Anatoly Ustinovich Konstantinov (Анатолий Устинович Константинов; 12 June 1923 – 22 October 2006) was a senior military officer who served as commander of the Moscow Air Defence District from 1980 to 1987. During World War II, he was a fighter pilot and a flying ace for which he was awarded the title Hero of the Soviet Union.

==Early life==
Konstantinov was born in 1923 into a working-class family of Russian ethnicity. He graduated from nine classes of high school and later joined a flying club.

==Military career==
In 1940, he was called up for military service on a Komsomol ticket to the Red Army. He graduated from the Tbilisi Military Aviation School of Pilots in 1941 and was assigned to 8th Reserve Fighter Aviation Regiment near Saratov.

===World War II===
Konstantinov took part in the battles at the Eastern Front from August 1941. He served as a pilot, flight commander and commander of a fighter squadron in the 85th Guards Fighter Aviation Regiment, and flew missions mostly in the Yak-1, Yak-9 and Yak-3. He took part in the Battle of Stalingrad and Crimean offensive, and in liberation of Poland, Romania, Czechoslovakia, Hungary and Austria, while assigned to the Southern, 1st Ukrainian, 2nd Ukrainian and 4th Ukrainian Fronts. He joined the Communist Party of the Soviet Union in 1943. He flew escort missions for Il-2 attack aircraft, which, under his cover, had suffered no losses from enemy aircraft.

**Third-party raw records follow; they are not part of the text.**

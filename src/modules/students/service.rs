use anyhow::{Context, anyhow};
use sqlx::PgPool;
use tracing::{info, instrument};

use vibeflix_auth::Role;
use vibeflix_core::{AppError, hash_password};
use vibeflix_models::UserId;

use super::model::{CreateStudentDto, StudentWithStats, UpdateStudentDto, User};
use crate::modules::auth::service::{AuthService, EMAIL_TAKEN};

const STUDENT_NOT_FOUND: &str = "Aluno não encontrado";

pub struct StudentService;

impl StudentService {
    #[instrument(skip(db, dto), fields(email = %dto.email))]
    pub async fn create_student(db: &PgPool, dto: CreateStudentDto) -> Result<User, AppError> {
        let user =
            AuthService::create_user(db, &dto.name, &dto.email, &dto.password, Role::Student)
                .await?;
        info!(user_id = %user.id, "Student created");
        Ok(user)
    }

    /// Students newest first, with how many courses each is enrolled in.
    #[instrument(skip(db))]
    pub async fn get_students(db: &PgPool) -> Result<Vec<StudentWithStats>, AppError> {
        sqlx::query_as::<_, StudentWithStats>(
            r#"
            SELECT u.id, u.name, u.email, u.created_at, COUNT(e.id) AS enrollment_count
            FROM users u
            LEFT JOIN enrollments e ON e.user_id = u.id
            WHERE u.role = 'STUDENT'
            GROUP BY u.id
            ORDER BY u.created_at DESC
            "#,
        )
        .fetch_all(db)
        .await
        .context("Erro ao buscar alunos")
        .map_err(AppError::database)
    }

    #[instrument(skip(db))]
    pub async fn get_student(db: &PgPool, id: UserId) -> Result<StudentWithStats, AppError> {
        sqlx::query_as::<_, StudentWithStats>(
            r#"
            SELECT u.id, u.name, u.email, u.created_at, COUNT(e.id) AS enrollment_count
            FROM users u
            LEFT JOIN enrollments e ON e.user_id = u.id
            WHERE u.id = $1 AND u.role = 'STUDENT'
            GROUP BY u.id
            "#,
        )
        .bind(id)
        .fetch_optional(db)
        .await
        .context("Erro ao buscar aluno")
        .map_err(AppError::database)?
        .ok_or_else(|| AppError::not_found(anyhow!(STUDENT_NOT_FOUND)))
    }

    /// Partial update; absent fields keep their value. Admin rows are never
    /// touched and read as not found.
    #[instrument(skip(db, dto))]
    pub async fn update_student(
        db: &PgPool,
        id: UserId,
        dto: UpdateStudentDto,
    ) -> Result<User, AppError> {
        let hashed_password = dto.password.as_deref().map(hash_password).transpose()?;

        sqlx::query_as::<_, User>(
            r#"
            UPDATE users
            SET name = COALESCE($2, name),
                email = COALESCE($3, email),
                password = COALESCE($4, password),
                updated_at = NOW()
            WHERE id = $1 AND role = 'STUDENT'
            RETURNING id, email, name, role, created_at, updated_at
            "#,
        )
        .bind(id)
        .bind(dto.name.as_deref().map(str::trim))
        .bind(dto.email.as_deref().map(str::trim))
        .bind(hashed_password)
        .fetch_optional(db)
        .await
        .map_err(|e| {
            if let sqlx::Error::Database(db_err) = &e
                && db_err.is_unique_violation()
            {
                return AppError::bad_request(anyhow!(EMAIL_TAKEN));
            }
            AppError::database(anyhow::Error::from(e).context("Erro ao atualizar aluno"))
        })?
        .ok_or_else(|| AppError::not_found(anyhow!(STUDENT_NOT_FOUND)))
    }

    /// Enrollments, notes, comments and completions go with the student.
    #[instrument(skip(db))]
    pub async fn delete_student(db: &PgPool, id: UserId) -> Result<(), AppError> {
        let result = sqlx::query("DELETE FROM users WHERE id = $1 AND role = 'STUDENT'")
            .bind(id)
            .execute(db)
            .await
            .context("Erro ao excluir aluno")
            .map_err(AppError::database)?;

        if result.rows_affected() == 0 {
            return Err(AppError::not_found(anyhow!(STUDENT_NOT_FOUND)));
        }

        info!(user_id = %id, "Student deleted");
        Ok(())
    }
}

By February 1945, he flew 294 sorties and took part in 90 air battles, where he personally shot down 19 enemy aircraft. For these exploits, he was presented for the title of Hero of the Soviet Union. The corresponding decree of the Presidium of the Supreme Soviet of the USSR was signed only on 15 May 1946.

He continued to fly missions until V-E Day. By the end of the war, he flew 327 sorties and took part in 96 air battles, and personally shot down 22 enemy aircraft. He was wounded several times and once managed to make an emergency landing of his damaged aircraft.

===Post war===
After the war, he served as commander of an aviation squadron and deputy commander of a fighter aviation regiment. From November 1952, he commanded a fighter aviation regiment and from February 1956, he was appointed as deputy commander and from March 1957, commander of a fighter aviation division in the Air Force.

In April 1958, he was transferred to the Soviet Air Defence Forces, where he also became the commander of an aviation division. In 1964 he graduated from the Military Academy of the General Staff and from 1968, he commanded an air defense corps.

In December 1970, he was appointed as commander of the 11th Separate Red Banner Air Defense Army in Khabarovsk and from 1973, he commanded the Baku Air Defence District and in 1980, he was appointed as commander of the Moscow Air Defence District. In 1982, he graduated from the higher academic courses at the Military Academy of the General Staff and was awarded the military rank of Marshal of Aviation on 30 April 1985. In 1987, he, Soviet Minister of Defense Sergey Sokolov and hundreds of other officers were dismissed by Mikhail Gorbachev as a result of the Mathias Rust affair.

From 1987 till the dissolution of the Soviet Union in 1991, he served as the military inspector and adviser of the Group of Inspectors General of the USSR Ministry of Defense. He retired from military service in May 1992.

Konstantinov was a member of the Central Auditing Commission of the CPSU from 1981 to 1986, candidate member of the Central Committee of the CPSU from 1986 to 1989 and deputy from Ryazan Oblast at the Soviet of the Union during 9th to 11th convocations from 1974 to 1989.

==Later life==
In the last years of his life, he served as an adviser to the commander of the Special Purpose Command of the Russian Air Force.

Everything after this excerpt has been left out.